As for ORF3d, there is still a lot to learn about the reason for its presence. “ We don’t yet know its function or if there is the clinical significance, ” Chase Nelson continues. Browsing through genomic databases, the researchers still found that the gene had already been identified, but only in a variant of the coronavirus that affects pangolins (found in Guangxi, China).

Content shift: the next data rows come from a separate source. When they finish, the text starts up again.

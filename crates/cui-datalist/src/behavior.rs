//! Item creation and the behaviour hooks of a list.

use crate::status::EditEvent;

/// Creates items for a list and customises its behaviour.
///
/// Only the two constructors are required; every hook has a neutral default.
pub trait ItemFactory<T> {
    /// A blank item for a newly added row.
    fn create_empty_item(&self) -> T;

    /// A detached copy edited in place of the original.
    fn create_copy(&self, item: &T) -> T;

    /// Called after a change was applied. `old` is `None` for additions and
    /// `new` is `None` for deletions.
    fn element_modified(&mut self, _event: EditEvent, _old: Option<&T>, _new: Option<&T>) {}

    /// Whether new rows go to the top of the list instead of the bottom.
    fn new_items_first(&self) -> bool {
        false
    }

    fn is_read_only(&self, _item: &T) -> bool {
        false
    }

    fn is_deletable(&self, _item: &T) -> bool {
        true
    }
}

/// Factory for items that are `Default + Clone`.
#[derive(Debug, Clone, Copy, Default, PartialEq, Eq)]
pub struct DefaultItems;

impl<T: Default + Clone> ItemFactory<T> for DefaultItems {
    fn create_empty_item(&self) -> T {
        T::default()
    }

    fn create_copy(&self, item: &T) -> T {
        item.clone()
    }
}
use comfy_table::modifiers::UTF8_ROUND_CORNERS;
use comfy_table::presets::UTF8_FULL_CONDENSED;
use comfy_table::{Attribute, Cell, CellAlignment, Color, ContentArrangement, Table};

use cui_cli::chart::RenderedChart;
use cui_cli::datalist::DataListReport;
use cui_cli::history::HistoryReport;
use cui_datalist::EditStatus;

pub fn print_chart(chart: &RenderedChart, script_only: bool) {
    println!("{}", chart.script);
    if script_only {
        return;
    }
    let mut table = Table::new();
    table.set_header(vec![header_cell("Plugin")]);
    apply_table_style(&mut table);
    if chart.plugins.is_empty() {
        table.add_row(vec![dim_cell("none")]);
    }
    for plugin in &chart.plugins {
        table.add_row(vec![Cell::new(plugin)]);
    }
    println!("{table}");
}

pub fn print_history(report: &HistoryReport) {
    let mut steps = Table::new();
    steps.set_header(vec![
        header_cell("Step"),
        header_cell("Outcome"),
        header_cell("Current"),
        header_cell("Reload"),
    ]);
    apply_table_style(&mut steps);
    align_column(&mut steps, 3, CellAlignment::Center);
    for step in &report.steps {
        steps.add_row(vec![
            Cell::new(&step.step),
            Cell::new(&step.outcome),
            Cell::new(&step.current),
            flag_cell(step.page_reload),
        ]);
    }
    println!("{steps}");

    let mut entries = Table::new();
    entries.set_header(vec![
        header_cell("#"),
        header_cell("View"),
        header_cell("Logical view"),
        header_cell("Parameters"),
    ]);
    apply_table_style(&mut entries);
    align_column(&mut entries, 0, CellAlignment::Right);
    for (index, entry) in report.entries.iter().enumerate() {
        let parameters = entry
            .parameters()
            .iter()
            .map(ToString::to_string)
            .collect::<Vec<_>>()
            .join("&");
        entries.add_row(vec![
            Cell::new(index + 1),
            Cell::new(entry.view_id()),
            Cell::new(entry.logical_view_id()),
            if parameters.is_empty() {
                dim_cell("-")
            } else {
                Cell::new(parameters)
            },
        ]);
    }
    println!("{entries}");
}

pub fn print_datalist(report: &DataListReport) {
    let mut rows = Table::new();
    rows.set_header(vec![
        header_cell("Row"),
        header_cell("Value"),
        header_cell("Status"),
        header_cell("Editing"),
    ]);
    apply_table_style(&mut rows);
    align_column(&mut rows, 3, CellAlignment::Center);
    for row in &report.rows {
        rows.add_row(vec![
            Cell::new(row.id),
            Cell::new(&row.value),
            status_cell(row.status),
            flag_cell(row.editing),
        ]);
    }
    println!("{rows}");
    println!("Has changes: {}", report.has_changes);

    if let Some(changes) = &report.changeset {
        let mut table = Table::new();
        table.set_header(vec![header_cell("Change"), header_cell("Items")]);
        apply_table_style(&mut table);
        for (label, items) in [
            ("added", &changes.added),
            ("modified", &changes.modified),
            ("deleted", &changes.deleted),
            ("result", &changes.result),
        ] {
            table.add_row(vec![Cell::new(label), Cell::new(items.join(", "))]);
        }
        println!("{table}");
    }
    for event in &report.events {
        println!("event: {event}");
    }
}

pub fn apply_table_style(table: &mut Table) {
    table
        .load_preset(UTF8_FULL_CONDENSED)
        .apply_modifier(UTF8_ROUND_CORNERS)
        .set_content_arrangement(ContentArrangement::Dynamic)
        .set_width(120);
}

fn align_column(table: &mut Table, index: usize, alignment: CellAlignment) {
    if let Some(column) = table.column_mut(index) {
        column.set_cell_alignment(alignment);
    }
}

fn header_cell(label: &str) -> Cell {
    Cell::new(label)
        .fg(Color::Cyan)
        .add_attribute(Attribute::Bold)
}

fn status_cell(status: EditStatus) -> Cell {
    let color = match status {
        EditStatus::Unchanged => return dim_cell(status),
        EditStatus::Added => Color::Green,
        EditStatus::Modified => Color::Yellow,
        EditStatus::MarkedForDelete => Color::Red,
    };
    Cell::new(status).fg(color)
}

fn flag_cell(value: bool) -> Cell {
    if value {
        Cell::new("yes").fg(Color::Yellow)
    } else {
        dim_cell("-")
    }
}

fn dim_cell<T: ToString>(value: T) -> Cell {
    Cell::new(value).fg(Color::DarkGrey)
}
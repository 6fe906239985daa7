//! Highlighter plugin and its tooltip content hook.

use cui_jsobject::{JsBoolean, JsDouble, JsInteger, JsObject, JsReference, JsString};

use crate::hook::PlotHookFunctionProvider;
use crate::legend::Location;
use crate::plugin::PluginConsumer;

const HIGHLIGHTER_PLUGIN: &str = "jqplot.highlighter.min.js";
const TOOLTIP_EDITOR_NAME: &str = "tooltipContentEditor";

/// Speed of the tooltip fade animation.
#[derive(Debug, Clone, Copy, PartialEq, Eq, Hash)]
pub enum FadeSpeed {
    Slow,
    Default,
    Fast,
}

impl FadeSpeed {
    pub fn constant(self) -> &'static str {
        match self {
            Self::Slow => "slow",
            Self::Default => "def",
            Self::Fast => "fast",
        }
    }
}

/// Which axis values the tooltip shows.
#[derive(Debug, Clone, Copy, PartialEq, Eq, Hash)]
pub enum TooltipAxes {
    X,
    Y,
    XY,
    YX,
    Both,
}

impl TooltipAxes {
    pub fn constant(self) -> &'static str {
        match self {
            Self::X => "x",
            Self::Y => "y",
            Self::XY => "xy",
            Self::YX => "yx",
            Self::Both => "both",
        }
    }
}

/// A client-side function that builds the tooltip text.
///
/// The highlighter references the function by name and the function itself
/// is emitted after the plot call.
#[derive(Debug, Clone, PartialEq, Eq)]
pub struct TooltipContentEditor {
    function_name: String,
    body: String,
}

impl Default for TooltipContentEditor {
    fn default() -> Self {
        Self {
            function_name: TOOLTIP_EDITOR_NAME.to_string(),
            body: "return \"\";".to_string(),
        }
    }
}

impl TooltipContentEditor {
    pub fn new(body: impl Into<String>) -> Self {
        Self {
            body: body.into(),
            ..Self::default()
        }
    }

    #[must_use]
    pub fn with_function_name(mut self, name: impl Into<String>) -> Self {
        self.function_name = name.into();
        self
    }

    pub fn function_name(&self) -> &str {
        &self.function_name
    }
}

impl PlotHookFunctionProvider for TooltipContentEditor {
    fn identifier(&self) -> &str {
        "tooltipContentEditor_hook"
    }

    fn hook_function_code(&self) -> String {
        format!(
            "function {}(str,seriesIndex,pointIndex,plot){{{}}};",
            self.function_name, self.body
        )
    }
}

/// The `highlighter` option.
#[derive(Debug, Clone, Default, PartialEq)]
pub struct Highlighter {
    pub show: Option<bool>,
    pub show_marker: Option<bool>,
    pub line_width_adjust: Option<f64>,
    pub size_adjust: Option<f64>,
    pub show_tooltip: Option<bool>,
    pub tooltip_location: Option<Location>,
    pub fade_tooltip: Option<bool>,
    pub tooltip_fade_speed: Option<FadeSpeed>,
    pub tooltip_offset: Option<f64>,
    pub tooltip_axes: Option<TooltipAxes>,
    pub use_axes_formatters: Option<bool>,
    pub tooltip_format_string: Option<String>,
    pub format_string: Option<String>,
    pub yvalues: Option<i64>,
    pub bring_series_to_front: Option<bool>,
    tooltip_content_editor: Option<TooltipContentEditor>,
}

impl Highlighter {
    pub fn new() -> Self {
        Self::default()
    }

    #[must_use]
    pub fn with_show(mut self, show: bool) -> Self {
        self.show = Some(show);
        self
    }

    #[must_use]
    pub fn with_tooltip_location(mut self, location: Location) -> Self {
        self.tooltip_location = Some(location);
        self
    }

    #[must_use]
    pub fn with_tooltip_axes(mut self, axes: TooltipAxes) -> Self {
        self.tooltip_axes = Some(axes);
        self
    }

    #[must_use]
    pub fn with_fade(mut self, speed: FadeSpeed) -> Self {
        self.fade_tooltip = Some(true);
        self.tooltip_fade_speed = Some(speed);
        self
    }

    #[must_use]
    pub fn with_tooltip_content_editor(mut self, editor: TooltipContentEditor) -> Self {
        self.tooltip_content_editor = Some(editor);
        self
    }

    /// The tooltip editor, created with an empty body on first access.
    pub fn tooltip_content_editor(&mut self) -> &mut TooltipContentEditor {
        self.tooltip_content_editor.get_or_insert_with(TooltipContentEditor::default)
    }

    pub fn to_js_object(&self) -> JsObject {
        JsObject::builder("highlighter")
            .property("show", JsBoolean::create(self.show))
            .property("showMarker", JsBoolean::create(self.show_marker))
            .property("lineWidthAdjust", JsDouble::create(self.line_width_adjust))
            .property("sizeAdjust", JsDouble::create(self.size_adjust))
            .property("showTooltip", JsBoolean::create(self.show_tooltip))
            .property(
                "tooltipLocation",
                JsString::from(self.tooltip_location.map(Location::constant)),
            )
            .property("fadeTooltip", JsBoolean::create(self.fade_tooltip))
            .property(
                "tooltipFadeSpeed",
                JsString::from(self.tooltip_fade_speed.map(FadeSpeed::constant)),
            )
            .property("tooltipOffset", JsDouble::create(self.tooltip_offset))
            .property(
                "tooltipAxes",
                JsString::from(self.tooltip_axes.map(TooltipAxes::constant)),
            )
            .property(
                "useAxesFormatters",
                JsBoolean::create(self.use_axes_formatters),
            )
            .property(
                "tooltipFormatString",
                JsString::from(self.tooltip_format_string.clone()),
            )
            .property("formatString", JsString::from(self.format_string.clone()))
            .property("yvalues", JsInteger::create(self.yvalues))
            .property(
                "bringSeriesToFront",
                JsBoolean::create(self.bring_series_to_front),
            )
            .property(
                "tooltipContentEditor",
                self.tooltip_content_editor
                    .as_ref()
                    .map(|editor| JsReference::new(editor.function_name())),
            )
            .build()
    }
}

impl PluginConsumer for Highlighter {
    fn used_plugins(&self) -> Vec<String> {
        vec![HIGHLIGHTER_PLUGIN.to_string()]
    }
}

impl PlotHookFunctionProvider for Highlighter {
    fn identifier(&self) -> &str {
        "highlighter_hook"
    }

    fn hook_function_code(&self) -> String {
        self.tooltip_content_editor
            .as_ref()
            .map(PlotHookFunctionProvider::hook_function_code)
            .unwrap_or_default()
    }
}

#[cfg(test)]
mod tests {
    use super::*;

    #[test]
    fn editor_is_referenced_and_emitted() {
        let mut highlighter = Highlighter::new();
        highlighter.tooltip_content_editor();
        assert_eq!(
            highlighter.to_js_object().to_notation().as_deref(),
            Some("highlighter: {tooltipContentEditor:tooltipContentEditor}")
        );
        assert_eq!(
            highlighter.hook_function_code(),
            "function tooltipContentEditor(str,seriesIndex,pointIndex,plot){return \"\";};"
        );
    }

    #[test]
    fn no_editor_no_hook_code() {
        let highlighter = Highlighter::new().with_show(true);
        assert!(highlighter.hook_function_code().is_empty());
        assert_eq!(highlighter.used_plugins(), vec!["jqplot.highlighter.min.js"]);
    }

    #[test]
    fn tooltip_settings_render_constants() {
        let highlighter = Highlighter::new()
            .with_tooltip_location(Location::SouthWest)
            .with_tooltip_axes(TooltipAxes::Y)
            .with_fade(FadeSpeed::Fast);
        assert_eq!(
            highlighter.to_js_object().to_notation().as_deref(),
            Some(
                r#"highlighter: {tooltipLocation:"sw",fadeTooltip:true,tooltipFadeSpeed:"fast",tooltipAxes:"y"}"#
            )
        );
    }
}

We also know that it was previously wrongly classified as an unrelated gene – ORF3b – found in other coronaviruses, including SARS-CoV-2. In fact, “ ORF3d and ORF3b are not linked and encode entirely different proteins ”, continues the researcher. “ This means that our knowledge about SARS-CoV ORF3b should not be applied to SARS-CoV-2 ORF3d ”.

Finally, based on previous blood tests carried out in human COVID-19 patients, it would appear that ORF3d elicits a strong antibody response. This shows that the protein of this “mysterious” new gene is produced when SARS-CoV-2 infects humans.

So far that’s all we know. The research will now continue in order to better understand the genomic structure of this virus. In this way, we could then develop other ways to protect ourselves from it.